歌舞伎座の顔見世大歌舞伎、第3部は、一條大蔵譚の奥殿だった。一條大蔵卿を白鴎、常盤御前を魁春、鬼次郎を芝翫、お京を壱太郎。この芝居の眼目は、いつもは馬鹿丸出しの一條大蔵卿が、あくまでバカ殿様を演じているが、本心は、源氏贔屓の貴族である事だと思う。

今回は奥殿だけが出た。奥殿は、いきなり真顔の大蔵卿が登場して、勘解由をなぎなたで成敗するところから始まるので、この演目の、馬鹿顔と凛々しい真顔の変化が乏しいのが残念だった。門前で、散々バカ殿様振りを見せて、客も大いに笑い、その後に奥殿で、本心を表す真顔が登場し、その変化の大きさが役者の見せどころだし、観客としても楽しい所なのに、中途半端に思った。せっかく白鴎が大蔵卿を演じているのに、その芸の全てを見られなくて残念だった。常盤御前を魁春が演じたが、内に秘めた心を面に出さず、いかにかつての配下鬼次郎が現れても、用心して本心を明かさず、堂々と振舞う所に、打倒源氏の思いを秘めながら、子供たちの命を守るために、秘密を表に出さず、健気にも堂々と振舞う常盤御前の本性をみせてもらった。魁春のニンにぴたりとはまる役だった。鬼次郎を芝翫が演じたが、静御前への怒りをきっぱりと見せていた。お京を壱太郎が務めたが、何故松竹が壱太郎を重用するのか私には分からない。口跡が甘すぎる、メイクも甘い。壱太郎は、そんなに素晴らしい女形なのだろうか。まだ私には、壱太郎の良さが分からないだけかもしれない。

第4部は義経千本桜、川連法眼館の場、忠信を獅童、静御前を苔玉、義経を染五郎。力強い忠信だった。獅童の男っぷりが前面に出て、これまでとは違う忠信の陽だった。狐忠信になると、やや軟弱になるのが普通だが、獅童は狐忠信になっても、強さをもって演じて、三味線や、鼓に乗り、身体を大きくひろげて、感情を強調するのは、面白い趣向だと思った。
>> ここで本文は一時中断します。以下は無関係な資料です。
//! JSON-lines feed runner
//!
//! Reads one product record per line, writes one scored product per line.

use std::io::{BufRead, Write};

use chrono::{DateTime, Utc};
use serde::Serialize;

use super::product::ScoredProduct;
use crate::build_info::BuildInfo;
use super::record::OffProduct;
use super::FeedResult;

/// Malformed lines reported individually before going quiet
const MAX_LOGGED_ERRORS: u64 = 5;
const PROGRESS_INTERVAL: u64 = 100;

/// Outcome of one feed run
#[derive(Debug, Clone, Serialize)]
pub struct FeedSummary {
    pub scored: u64,
    pub skipped: u64,
    pub errors: u64,
    pub started_at: DateTime<Utc>,
    pub finished_at: DateTime<Utc>,
    pub build: BuildInfo,
}

/// Parse and score a single feed line
///
/// `Ok(None)` means the record parsed but lacks a barcode or a name.
pub fn score_line(line: &str) -> FeedResult<Option<ScoredProduct>> {
    score_raw_line(line.as_bytes())
}

/// Like [`score_line`], for undecoded bytes; invalid UTF-8 is a JSON error
fn score_raw_line(line: &[u8]) -> FeedResult<Option<ScoredProduct>> {
    let record: OffProduct = serde_json::from_slice(line)?;
    Ok(ScoredProduct::from_off(record))
}

/// Score every record of a JSON-lines feed
///
/// Malformed lines, including ones that are not valid UTF-8, are counted and
/// skipped; read and write failures abort.
pub fn score_feed<R: BufRead, W: Write>(reader: R, mut writer: W) -> FeedResult<FeedSummary> {
    let started_at = Utc::now();
    let mut scored = 0u64;
    let mut skipped = 0u64;
    let mut errors = 0u64;

    for (index, line) in reader.split(b'\n').enumerate() {
        let line = line?;
        if line.iter().all(u8::is_ascii_whitespace) {
            continue;
        }

        match score_raw_line(&line) {
            Ok(Some(product)) => {
                serde_json::to_writer(&mut writer, &product)?;
                writer.write_all(b"\n")?;
                scored += 1;

                if scored % PROGRESS_INTERVAL == 0 {
                    tracing::info!("Scored {} products...", scored);
                }
            }
            Ok(None) => {
                skipped += 1;
                tracing::debug!(line = index + 1, "Skipping record without barcode or name");
            }
            Err(e) => {
                errors += 1;
                if errors <= MAX_LOGGED_ERRORS {
                    tracing::warn!(line = index + 1, "Malformed feed record: {}", e);
                }
            }
        }
    }

    writer.flush()?;

    let summary = FeedSummary {
        scored,
        skipped,
        errors,
        started_at,
        finished_at: Utc::now(),
        build: BuildInfo::current(),
    };

    tracing::info!(
        "Feed done. Scored: {}, skipped: {}, errors: {}",
        summary.scored,
        summary.skipped,
        summary.errors
    );

    Ok(summary)
}
//! Shared fixtures for integration tests.

#![allow(dead_code)]

use tempfile::NamedTempFile;

use strictly_campaign::{
    Actor, ApprovalService, CampaignConfig, CampaignRepository, Game, GameProposal,
    PairingService, ReadinessGate, RetryPolicy, RosterLedger, Warband, WarbandStatus,
};

/// A migrated database with one campaign and three members.
pub struct Campaign {
    /// Keeps the database file alive.
    pub db: NamedTempFile,
    pub repo: CampaignRepository,
    pub ledger: RosterLedger,
    pub pairing: PairingService,
    pub readiness: ReadinessGate,
    pub approval: ApprovalService,
    pub campaign_id: i32,
    pub alice: Actor,
    pub bob: Actor,
    pub carol: Actor,
    pub admin: Actor,
}

/// Creates a temporary database file with schema applied, one campaign,
/// three players who have all joined it and a campaign admin who has too.
pub fn setup_campaign() -> Campaign {
    let db = NamedTempFile::new().expect("Failed to create temp file");
    let db_path = db.path().to_str().expect("Invalid path").to_string();

    let repo = CampaignRepository::new(db_path).expect("Failed to create repository");
    repo.run_migrations().expect("Migrations failed");

    let campaign = repo
        .create_campaign("Autumn Offensive".to_string())
        .expect("Create campaign failed");
    let campaign_id = *campaign.id();

    let mut actors = Vec::new();
    for name in ["Alice", "Bob", "Carol"] {
        let player = repo
            .create_player(name.to_string())
            .expect("Create player failed");
        repo.join_campaign(campaign_id, *player.id())
            .expect("Join failed");
        actors.push(Actor::player(*player.id()));
    }
    let admin = repo
        .create_player("Referee".to_string())
        .expect("Create admin failed");
    repo.join_campaign(campaign_id, *admin.id())
        .expect("Admin join failed");

    let config = CampaignConfig::default();
    let retry = RetryPolicy::new(20, 1);

    Campaign {
        ledger: RosterLedger::new(repo.clone(), config.cost_names()),
        pairing: PairingService::new(repo.clone()),
        readiness: ReadinessGate::new(repo.clone(), retry),
        approval: ApprovalService::new(repo.clone(), retry),
        repo,
        db,
        campaign_id,
        alice: actors[0],
        bob: actors[1],
        carol: actors[2],
        admin: Actor::new(*admin.id(), true, false),
    }
}

/// A minimal roster export.
pub fn roster_json(name: &str, ducats: i32) -> String {
    serde_json::json!({
        "roster": {
            "name": name,
            "costs": [
                { "name": "ducats", "value": ducats },
                { "name": "glory points", "value": 1 }
            ],
            "forces": [{
                "catalogueName": "Trench Pilgrims",
                "selections": [
                    { "name": "War Prophet", "type": "model", "number": 1 },
                    { "name": "Pilgrims", "type": "unit", "number": 4 }
                ]
            }]
        }
    })
    .to_string()
}

impl Campaign {
    /// Founds a warband for `owner` and has the admin approve it.
    pub fn active_warband(&self, owner: &Actor, name: &str) -> Warband {
        let submission = self
            .ledger
            .apply_roster(owner, self.campaign_id, None, roster_json(name, 700))
            .expect("Roster submission failed");
        self.ledger
            .review_warband(&self.admin, *submission.warband().id(), WarbandStatus::Active)
            .expect("Review failed")
    }

    /// Proposes a game from `proposer`'s warband against `opponent`.
    pub fn propose(&self, proposer: &Actor, mine: &Warband, theirs: &Warband) -> Game {
        self.pairing
            .propose_game(
                proposer,
                self.campaign_id,
                &GameProposal::new(*mine.id(), *theirs.id(), None, None),
            )
            .expect("Proposal failed")
    }

    /// Proposes a game and has both sides mark ready.
    pub fn active_game(
        &self,
        (p1, w1): (&Actor, &Warband),
        (p2, w2): (&Actor, &Warband),
    ) -> Game {
        let game = self.propose(p1, w1, w2);
        self.readiness
            .mark_ready(p1, *game.id())
            .expect("Ready 1 failed");
        self.readiness
            .mark_ready(p2, *game.id())
            .expect("Ready 2 failed")
    }

    /// Reloads a warband.
    pub fn warband(&self, warband_id: i32) -> Warband {
        self.ledger
            .warbands(self.campaign_id)
            .expect("List warbands failed")
            .into_iter()
            .find(|w| *w.id() == warband_id)
            .expect("Warband missing")
    }
}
苔玉の静御前は、可愛くて結構だが、手ごわさはない。その時その時の感情を素直に顔に出しているが、これが可愛くていい。梅玉の芸養子だから、立ち役が専門になるのだろうが、奇麗なうちは、可憐な女方として活躍して欲しいと願う。勿論玉三郎が演じる演じる静御前が本物だとすると、なかなか難しいが、苔玉の静御前は、これでいいと思う。染五郎の義経は、奇麗で、きっぱりとしていて、良かった。ただ染五郎の義経は、いかんせん31歳で死んだとはいえ、平家を打倒した大将には見えない。まだ若すぎるという印象が強い。でも、千本桜の義経は、悲劇の主人公なので、勧進帳の義経と同じ美少年路線でいいのかもしれない。